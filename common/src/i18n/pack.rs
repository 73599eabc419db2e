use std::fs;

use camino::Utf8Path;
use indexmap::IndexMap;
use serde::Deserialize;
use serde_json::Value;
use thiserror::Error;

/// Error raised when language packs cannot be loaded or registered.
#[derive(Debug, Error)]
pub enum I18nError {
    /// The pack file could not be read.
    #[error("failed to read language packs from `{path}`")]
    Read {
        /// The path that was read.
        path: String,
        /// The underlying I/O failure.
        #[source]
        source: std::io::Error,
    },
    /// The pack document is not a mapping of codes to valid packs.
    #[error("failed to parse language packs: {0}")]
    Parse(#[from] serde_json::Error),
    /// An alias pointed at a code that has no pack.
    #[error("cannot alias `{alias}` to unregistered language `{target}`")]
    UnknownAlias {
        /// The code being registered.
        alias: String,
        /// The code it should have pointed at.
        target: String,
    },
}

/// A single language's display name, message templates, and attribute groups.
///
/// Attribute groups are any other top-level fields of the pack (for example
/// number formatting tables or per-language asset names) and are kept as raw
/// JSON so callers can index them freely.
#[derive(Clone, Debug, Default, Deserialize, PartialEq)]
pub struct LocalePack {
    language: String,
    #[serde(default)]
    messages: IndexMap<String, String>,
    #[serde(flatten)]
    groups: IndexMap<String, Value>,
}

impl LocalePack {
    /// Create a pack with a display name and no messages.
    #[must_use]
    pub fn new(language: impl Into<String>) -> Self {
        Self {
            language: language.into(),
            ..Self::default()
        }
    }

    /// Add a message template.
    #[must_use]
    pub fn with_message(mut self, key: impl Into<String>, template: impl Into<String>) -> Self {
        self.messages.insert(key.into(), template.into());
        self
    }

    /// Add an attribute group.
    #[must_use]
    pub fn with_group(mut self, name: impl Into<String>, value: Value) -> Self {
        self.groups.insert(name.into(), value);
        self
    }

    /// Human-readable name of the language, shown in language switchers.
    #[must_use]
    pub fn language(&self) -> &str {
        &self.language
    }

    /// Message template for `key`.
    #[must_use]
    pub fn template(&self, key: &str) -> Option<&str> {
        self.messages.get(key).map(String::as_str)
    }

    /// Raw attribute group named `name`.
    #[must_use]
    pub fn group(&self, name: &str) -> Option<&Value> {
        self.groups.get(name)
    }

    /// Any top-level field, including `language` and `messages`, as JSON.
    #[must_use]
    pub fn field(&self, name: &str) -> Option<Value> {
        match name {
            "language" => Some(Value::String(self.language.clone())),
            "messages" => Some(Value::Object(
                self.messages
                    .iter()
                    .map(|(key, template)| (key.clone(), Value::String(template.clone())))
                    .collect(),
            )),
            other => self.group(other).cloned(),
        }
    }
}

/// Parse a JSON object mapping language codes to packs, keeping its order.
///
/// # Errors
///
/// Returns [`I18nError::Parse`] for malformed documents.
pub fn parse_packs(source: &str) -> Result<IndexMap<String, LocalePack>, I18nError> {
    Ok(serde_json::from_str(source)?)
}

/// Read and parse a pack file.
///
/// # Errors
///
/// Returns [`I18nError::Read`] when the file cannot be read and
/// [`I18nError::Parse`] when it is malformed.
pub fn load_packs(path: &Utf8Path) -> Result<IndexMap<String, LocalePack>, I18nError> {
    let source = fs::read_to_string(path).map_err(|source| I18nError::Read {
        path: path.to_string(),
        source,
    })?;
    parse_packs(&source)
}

......

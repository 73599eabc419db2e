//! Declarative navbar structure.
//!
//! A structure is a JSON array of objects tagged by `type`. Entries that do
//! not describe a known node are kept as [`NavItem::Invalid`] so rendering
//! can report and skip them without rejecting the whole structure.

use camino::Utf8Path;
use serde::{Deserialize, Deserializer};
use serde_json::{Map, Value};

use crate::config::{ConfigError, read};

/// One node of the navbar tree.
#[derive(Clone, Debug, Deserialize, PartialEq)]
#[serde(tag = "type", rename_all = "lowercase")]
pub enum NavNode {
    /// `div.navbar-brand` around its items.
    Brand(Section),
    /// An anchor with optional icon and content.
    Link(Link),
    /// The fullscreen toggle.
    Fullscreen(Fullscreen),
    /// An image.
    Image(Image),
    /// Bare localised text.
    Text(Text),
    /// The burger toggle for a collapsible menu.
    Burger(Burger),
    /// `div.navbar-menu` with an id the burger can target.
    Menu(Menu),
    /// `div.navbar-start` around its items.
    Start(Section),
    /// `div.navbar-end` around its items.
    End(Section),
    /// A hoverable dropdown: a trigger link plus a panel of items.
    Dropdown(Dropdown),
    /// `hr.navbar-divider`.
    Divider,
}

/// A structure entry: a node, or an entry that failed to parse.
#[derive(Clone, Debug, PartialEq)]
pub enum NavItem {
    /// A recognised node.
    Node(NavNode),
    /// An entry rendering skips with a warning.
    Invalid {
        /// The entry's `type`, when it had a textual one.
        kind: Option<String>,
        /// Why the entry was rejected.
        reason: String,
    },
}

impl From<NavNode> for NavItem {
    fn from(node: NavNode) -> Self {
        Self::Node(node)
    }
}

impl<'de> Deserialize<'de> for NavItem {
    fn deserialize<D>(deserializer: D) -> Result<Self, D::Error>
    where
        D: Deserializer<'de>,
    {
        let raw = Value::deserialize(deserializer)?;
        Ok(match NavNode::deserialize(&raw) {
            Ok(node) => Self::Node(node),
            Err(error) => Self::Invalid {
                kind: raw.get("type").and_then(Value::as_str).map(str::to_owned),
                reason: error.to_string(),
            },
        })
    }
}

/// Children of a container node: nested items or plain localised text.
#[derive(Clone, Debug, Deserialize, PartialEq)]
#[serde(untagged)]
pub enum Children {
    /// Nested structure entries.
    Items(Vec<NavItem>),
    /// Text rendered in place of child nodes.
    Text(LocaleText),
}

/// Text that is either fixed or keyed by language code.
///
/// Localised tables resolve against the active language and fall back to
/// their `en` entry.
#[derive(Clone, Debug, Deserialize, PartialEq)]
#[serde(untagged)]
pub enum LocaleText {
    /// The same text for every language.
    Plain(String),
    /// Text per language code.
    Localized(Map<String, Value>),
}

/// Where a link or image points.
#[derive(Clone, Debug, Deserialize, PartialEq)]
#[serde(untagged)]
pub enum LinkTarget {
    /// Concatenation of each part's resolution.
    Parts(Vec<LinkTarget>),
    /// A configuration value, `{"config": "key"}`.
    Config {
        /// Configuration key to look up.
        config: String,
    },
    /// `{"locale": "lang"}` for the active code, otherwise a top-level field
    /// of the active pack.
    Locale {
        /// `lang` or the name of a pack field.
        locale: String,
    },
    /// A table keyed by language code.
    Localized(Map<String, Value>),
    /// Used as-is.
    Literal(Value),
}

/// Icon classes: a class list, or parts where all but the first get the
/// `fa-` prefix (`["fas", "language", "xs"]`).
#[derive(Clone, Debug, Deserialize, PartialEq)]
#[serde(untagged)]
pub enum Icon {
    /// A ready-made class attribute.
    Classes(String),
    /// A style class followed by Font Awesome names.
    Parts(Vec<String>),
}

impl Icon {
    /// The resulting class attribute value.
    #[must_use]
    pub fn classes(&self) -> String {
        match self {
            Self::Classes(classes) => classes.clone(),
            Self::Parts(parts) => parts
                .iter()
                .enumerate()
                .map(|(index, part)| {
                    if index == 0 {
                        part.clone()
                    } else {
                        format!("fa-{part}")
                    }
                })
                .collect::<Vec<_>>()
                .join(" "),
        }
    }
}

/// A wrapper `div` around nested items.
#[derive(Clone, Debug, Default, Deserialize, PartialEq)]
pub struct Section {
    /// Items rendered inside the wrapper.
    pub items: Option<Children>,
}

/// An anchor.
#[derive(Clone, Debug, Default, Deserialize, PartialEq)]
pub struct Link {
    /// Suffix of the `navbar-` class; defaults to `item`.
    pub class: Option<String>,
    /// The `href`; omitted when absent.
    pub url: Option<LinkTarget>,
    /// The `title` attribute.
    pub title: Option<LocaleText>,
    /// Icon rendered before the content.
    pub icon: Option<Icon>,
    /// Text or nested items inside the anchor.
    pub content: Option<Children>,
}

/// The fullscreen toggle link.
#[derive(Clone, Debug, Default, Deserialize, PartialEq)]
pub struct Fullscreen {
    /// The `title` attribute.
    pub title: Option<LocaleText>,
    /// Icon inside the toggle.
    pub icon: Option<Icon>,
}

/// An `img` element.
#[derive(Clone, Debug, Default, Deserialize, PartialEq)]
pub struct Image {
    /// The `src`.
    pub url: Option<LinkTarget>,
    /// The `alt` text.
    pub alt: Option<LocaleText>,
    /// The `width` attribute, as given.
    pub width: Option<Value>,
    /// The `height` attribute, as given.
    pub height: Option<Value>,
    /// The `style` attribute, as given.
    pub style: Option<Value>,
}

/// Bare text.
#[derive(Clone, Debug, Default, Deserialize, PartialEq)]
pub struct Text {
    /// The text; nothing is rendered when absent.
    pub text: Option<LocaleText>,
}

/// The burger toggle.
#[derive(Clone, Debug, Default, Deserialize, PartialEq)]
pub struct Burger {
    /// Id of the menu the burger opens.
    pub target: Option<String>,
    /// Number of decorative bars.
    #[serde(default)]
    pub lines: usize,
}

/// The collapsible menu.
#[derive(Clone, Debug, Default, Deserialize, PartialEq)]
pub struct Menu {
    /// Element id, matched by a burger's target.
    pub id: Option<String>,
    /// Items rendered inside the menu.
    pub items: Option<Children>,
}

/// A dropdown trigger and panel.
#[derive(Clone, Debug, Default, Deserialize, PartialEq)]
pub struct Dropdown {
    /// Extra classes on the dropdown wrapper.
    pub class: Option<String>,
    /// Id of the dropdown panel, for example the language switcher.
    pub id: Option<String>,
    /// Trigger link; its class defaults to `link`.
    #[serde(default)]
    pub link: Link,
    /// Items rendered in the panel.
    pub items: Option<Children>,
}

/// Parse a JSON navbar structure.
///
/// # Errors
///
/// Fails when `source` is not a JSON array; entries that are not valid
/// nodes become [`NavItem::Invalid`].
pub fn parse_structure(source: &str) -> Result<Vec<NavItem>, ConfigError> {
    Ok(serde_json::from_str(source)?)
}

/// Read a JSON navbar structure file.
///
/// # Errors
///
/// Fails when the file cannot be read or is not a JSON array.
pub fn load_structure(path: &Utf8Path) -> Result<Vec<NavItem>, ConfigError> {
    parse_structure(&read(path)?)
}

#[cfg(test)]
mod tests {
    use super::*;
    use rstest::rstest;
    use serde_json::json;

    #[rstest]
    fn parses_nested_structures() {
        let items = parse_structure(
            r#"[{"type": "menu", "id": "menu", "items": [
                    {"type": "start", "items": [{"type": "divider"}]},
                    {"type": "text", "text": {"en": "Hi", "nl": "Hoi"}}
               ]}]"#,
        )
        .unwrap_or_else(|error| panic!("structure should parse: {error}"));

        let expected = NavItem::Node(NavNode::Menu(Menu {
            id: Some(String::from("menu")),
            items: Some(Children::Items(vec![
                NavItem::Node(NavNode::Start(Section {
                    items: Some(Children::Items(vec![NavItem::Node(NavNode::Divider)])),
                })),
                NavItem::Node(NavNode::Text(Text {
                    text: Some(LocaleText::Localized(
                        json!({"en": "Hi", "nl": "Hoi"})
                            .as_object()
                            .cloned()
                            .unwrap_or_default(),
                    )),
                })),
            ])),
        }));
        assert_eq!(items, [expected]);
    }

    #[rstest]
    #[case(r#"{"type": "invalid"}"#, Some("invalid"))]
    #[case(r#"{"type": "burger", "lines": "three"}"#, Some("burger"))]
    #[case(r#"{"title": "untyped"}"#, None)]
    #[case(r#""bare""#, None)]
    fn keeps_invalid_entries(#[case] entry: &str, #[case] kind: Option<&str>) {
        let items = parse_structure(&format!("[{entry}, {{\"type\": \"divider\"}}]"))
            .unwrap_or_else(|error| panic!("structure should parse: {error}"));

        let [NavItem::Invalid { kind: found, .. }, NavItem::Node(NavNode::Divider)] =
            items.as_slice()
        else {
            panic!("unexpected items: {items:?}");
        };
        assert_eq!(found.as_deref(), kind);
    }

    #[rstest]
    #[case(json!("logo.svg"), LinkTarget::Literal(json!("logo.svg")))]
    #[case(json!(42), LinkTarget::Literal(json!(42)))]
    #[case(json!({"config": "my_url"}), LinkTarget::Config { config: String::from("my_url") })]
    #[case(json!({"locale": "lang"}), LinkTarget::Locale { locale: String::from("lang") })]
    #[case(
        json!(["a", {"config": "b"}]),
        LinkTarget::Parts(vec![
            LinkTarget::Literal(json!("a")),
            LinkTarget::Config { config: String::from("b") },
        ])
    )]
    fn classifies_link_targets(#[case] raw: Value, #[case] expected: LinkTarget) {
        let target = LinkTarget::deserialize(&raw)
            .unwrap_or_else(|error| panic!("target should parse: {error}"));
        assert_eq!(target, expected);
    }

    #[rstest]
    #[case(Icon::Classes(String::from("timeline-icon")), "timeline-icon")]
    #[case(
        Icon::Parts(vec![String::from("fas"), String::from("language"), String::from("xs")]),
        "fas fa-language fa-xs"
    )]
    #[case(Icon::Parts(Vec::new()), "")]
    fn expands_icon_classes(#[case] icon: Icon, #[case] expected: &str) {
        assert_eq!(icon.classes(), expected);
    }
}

......

## Aim of the exercise
Please give the number of lines above containing "inside" and nothing else.

## Result of this task
4